BEGIN Record excerpts
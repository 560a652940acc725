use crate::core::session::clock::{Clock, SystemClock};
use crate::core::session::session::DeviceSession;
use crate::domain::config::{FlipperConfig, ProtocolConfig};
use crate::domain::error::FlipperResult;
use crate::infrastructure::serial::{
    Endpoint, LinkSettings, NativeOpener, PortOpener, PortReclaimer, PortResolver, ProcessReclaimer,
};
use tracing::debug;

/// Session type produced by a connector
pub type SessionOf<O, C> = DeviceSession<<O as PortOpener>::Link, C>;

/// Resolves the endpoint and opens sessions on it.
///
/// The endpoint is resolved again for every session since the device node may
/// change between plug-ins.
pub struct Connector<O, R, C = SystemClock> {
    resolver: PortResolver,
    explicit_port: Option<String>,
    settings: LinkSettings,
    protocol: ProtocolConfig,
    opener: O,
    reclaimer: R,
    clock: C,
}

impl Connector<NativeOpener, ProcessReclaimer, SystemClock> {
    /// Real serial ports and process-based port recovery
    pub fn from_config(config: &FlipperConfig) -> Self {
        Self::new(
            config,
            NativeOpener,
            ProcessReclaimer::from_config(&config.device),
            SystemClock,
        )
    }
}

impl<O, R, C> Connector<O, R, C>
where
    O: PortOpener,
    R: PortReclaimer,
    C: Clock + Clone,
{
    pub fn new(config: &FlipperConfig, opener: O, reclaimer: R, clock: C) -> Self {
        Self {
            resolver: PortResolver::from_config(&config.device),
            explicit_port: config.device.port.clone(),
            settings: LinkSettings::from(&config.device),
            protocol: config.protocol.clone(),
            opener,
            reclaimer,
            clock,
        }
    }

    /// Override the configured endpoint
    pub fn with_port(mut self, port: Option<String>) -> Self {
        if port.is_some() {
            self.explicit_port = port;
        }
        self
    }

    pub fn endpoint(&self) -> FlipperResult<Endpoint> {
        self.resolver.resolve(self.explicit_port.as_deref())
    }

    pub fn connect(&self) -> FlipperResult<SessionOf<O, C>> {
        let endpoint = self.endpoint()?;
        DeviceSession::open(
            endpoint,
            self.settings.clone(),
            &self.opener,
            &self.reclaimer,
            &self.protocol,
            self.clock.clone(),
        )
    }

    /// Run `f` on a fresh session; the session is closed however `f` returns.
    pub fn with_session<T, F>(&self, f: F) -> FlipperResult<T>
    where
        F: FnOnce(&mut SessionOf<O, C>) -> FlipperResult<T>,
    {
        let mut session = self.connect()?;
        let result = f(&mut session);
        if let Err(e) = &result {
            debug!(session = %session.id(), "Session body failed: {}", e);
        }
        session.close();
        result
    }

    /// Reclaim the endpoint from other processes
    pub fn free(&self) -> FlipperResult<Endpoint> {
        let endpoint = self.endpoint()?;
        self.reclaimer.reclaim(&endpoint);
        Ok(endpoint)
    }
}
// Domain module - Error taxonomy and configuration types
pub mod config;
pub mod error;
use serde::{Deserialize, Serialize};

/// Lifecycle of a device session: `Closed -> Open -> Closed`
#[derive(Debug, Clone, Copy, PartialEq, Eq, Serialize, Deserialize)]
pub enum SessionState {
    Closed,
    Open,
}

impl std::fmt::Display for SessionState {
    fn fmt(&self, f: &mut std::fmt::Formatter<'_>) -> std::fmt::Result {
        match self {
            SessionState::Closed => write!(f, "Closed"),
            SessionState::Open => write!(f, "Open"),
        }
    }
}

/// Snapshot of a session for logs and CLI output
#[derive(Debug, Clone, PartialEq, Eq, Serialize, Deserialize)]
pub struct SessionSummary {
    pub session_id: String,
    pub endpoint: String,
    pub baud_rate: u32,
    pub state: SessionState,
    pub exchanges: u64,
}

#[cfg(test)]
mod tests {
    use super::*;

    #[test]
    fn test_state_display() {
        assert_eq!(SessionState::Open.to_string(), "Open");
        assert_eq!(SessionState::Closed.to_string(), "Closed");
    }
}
END Record excerpts
BEGIN Record excerpts
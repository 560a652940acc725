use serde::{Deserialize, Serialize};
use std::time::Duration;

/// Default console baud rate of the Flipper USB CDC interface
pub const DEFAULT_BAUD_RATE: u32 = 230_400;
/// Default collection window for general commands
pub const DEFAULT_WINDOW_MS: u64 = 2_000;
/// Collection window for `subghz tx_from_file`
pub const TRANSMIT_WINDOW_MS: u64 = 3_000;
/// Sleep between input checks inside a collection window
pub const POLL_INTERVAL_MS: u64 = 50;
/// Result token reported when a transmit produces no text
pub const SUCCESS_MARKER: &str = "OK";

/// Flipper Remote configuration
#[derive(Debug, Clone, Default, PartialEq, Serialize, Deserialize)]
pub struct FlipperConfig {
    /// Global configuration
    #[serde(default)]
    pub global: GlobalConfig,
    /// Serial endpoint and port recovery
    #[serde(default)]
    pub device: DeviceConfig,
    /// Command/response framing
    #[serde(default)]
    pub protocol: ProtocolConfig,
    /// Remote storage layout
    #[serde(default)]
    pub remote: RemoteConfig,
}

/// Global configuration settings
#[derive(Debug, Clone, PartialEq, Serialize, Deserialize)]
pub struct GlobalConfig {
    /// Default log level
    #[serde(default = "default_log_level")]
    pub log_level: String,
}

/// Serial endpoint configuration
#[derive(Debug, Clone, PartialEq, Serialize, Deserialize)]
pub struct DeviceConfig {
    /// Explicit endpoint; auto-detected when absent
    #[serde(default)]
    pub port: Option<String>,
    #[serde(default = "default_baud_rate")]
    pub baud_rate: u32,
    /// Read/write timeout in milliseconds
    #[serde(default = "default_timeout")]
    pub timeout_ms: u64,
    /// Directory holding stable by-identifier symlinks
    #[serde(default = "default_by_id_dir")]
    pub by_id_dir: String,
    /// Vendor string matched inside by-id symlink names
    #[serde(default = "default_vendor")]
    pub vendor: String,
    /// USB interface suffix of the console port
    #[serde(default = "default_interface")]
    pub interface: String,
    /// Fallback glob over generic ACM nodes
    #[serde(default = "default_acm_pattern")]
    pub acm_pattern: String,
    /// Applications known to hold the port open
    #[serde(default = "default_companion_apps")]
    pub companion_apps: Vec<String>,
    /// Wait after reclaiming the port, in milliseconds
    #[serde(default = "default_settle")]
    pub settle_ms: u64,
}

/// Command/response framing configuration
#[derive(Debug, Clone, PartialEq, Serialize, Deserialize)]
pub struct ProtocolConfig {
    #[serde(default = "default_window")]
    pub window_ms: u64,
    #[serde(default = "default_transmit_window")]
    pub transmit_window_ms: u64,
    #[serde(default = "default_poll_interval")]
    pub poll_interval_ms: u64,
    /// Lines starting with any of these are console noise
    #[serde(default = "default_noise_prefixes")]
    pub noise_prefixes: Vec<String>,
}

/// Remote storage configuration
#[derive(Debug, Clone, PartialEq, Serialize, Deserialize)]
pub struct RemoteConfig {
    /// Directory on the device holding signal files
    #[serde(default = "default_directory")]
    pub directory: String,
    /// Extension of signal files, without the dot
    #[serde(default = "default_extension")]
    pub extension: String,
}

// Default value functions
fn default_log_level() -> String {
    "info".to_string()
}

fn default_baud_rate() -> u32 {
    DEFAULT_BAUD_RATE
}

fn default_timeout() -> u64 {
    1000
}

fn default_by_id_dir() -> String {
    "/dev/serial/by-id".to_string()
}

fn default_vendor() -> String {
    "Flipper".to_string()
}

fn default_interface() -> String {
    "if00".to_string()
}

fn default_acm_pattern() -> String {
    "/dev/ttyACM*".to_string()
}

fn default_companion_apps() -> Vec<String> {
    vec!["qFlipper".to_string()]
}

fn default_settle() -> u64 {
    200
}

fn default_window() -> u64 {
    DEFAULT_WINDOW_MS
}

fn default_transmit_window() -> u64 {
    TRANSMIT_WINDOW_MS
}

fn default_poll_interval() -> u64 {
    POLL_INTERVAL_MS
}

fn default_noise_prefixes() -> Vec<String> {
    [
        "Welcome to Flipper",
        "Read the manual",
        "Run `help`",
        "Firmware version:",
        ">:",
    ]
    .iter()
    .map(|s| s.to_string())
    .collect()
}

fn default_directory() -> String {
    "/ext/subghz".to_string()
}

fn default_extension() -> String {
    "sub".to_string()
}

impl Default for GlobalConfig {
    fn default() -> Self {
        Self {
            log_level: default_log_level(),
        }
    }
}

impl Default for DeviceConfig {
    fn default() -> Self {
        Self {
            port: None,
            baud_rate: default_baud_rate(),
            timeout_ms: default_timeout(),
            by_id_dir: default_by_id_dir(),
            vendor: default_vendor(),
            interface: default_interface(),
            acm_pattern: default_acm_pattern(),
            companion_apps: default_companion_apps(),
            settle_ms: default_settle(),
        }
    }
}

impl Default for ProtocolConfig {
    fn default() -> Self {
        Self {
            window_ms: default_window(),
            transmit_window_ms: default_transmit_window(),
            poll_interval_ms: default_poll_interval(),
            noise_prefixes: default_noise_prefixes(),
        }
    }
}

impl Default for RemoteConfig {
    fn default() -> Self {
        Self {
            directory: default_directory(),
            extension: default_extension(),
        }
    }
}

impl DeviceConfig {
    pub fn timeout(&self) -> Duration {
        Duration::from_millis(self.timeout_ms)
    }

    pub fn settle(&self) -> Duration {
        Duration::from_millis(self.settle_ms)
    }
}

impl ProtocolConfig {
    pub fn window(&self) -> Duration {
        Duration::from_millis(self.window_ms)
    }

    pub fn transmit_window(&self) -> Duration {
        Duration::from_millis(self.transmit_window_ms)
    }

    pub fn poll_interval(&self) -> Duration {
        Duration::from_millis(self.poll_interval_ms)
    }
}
END Record excerpts
Action item
Check every line above for the string "subghz", and copy the ones that have it.

Written response
/// Collection window for `subghz tx_from_file`
    "/ext/subghz".to_string()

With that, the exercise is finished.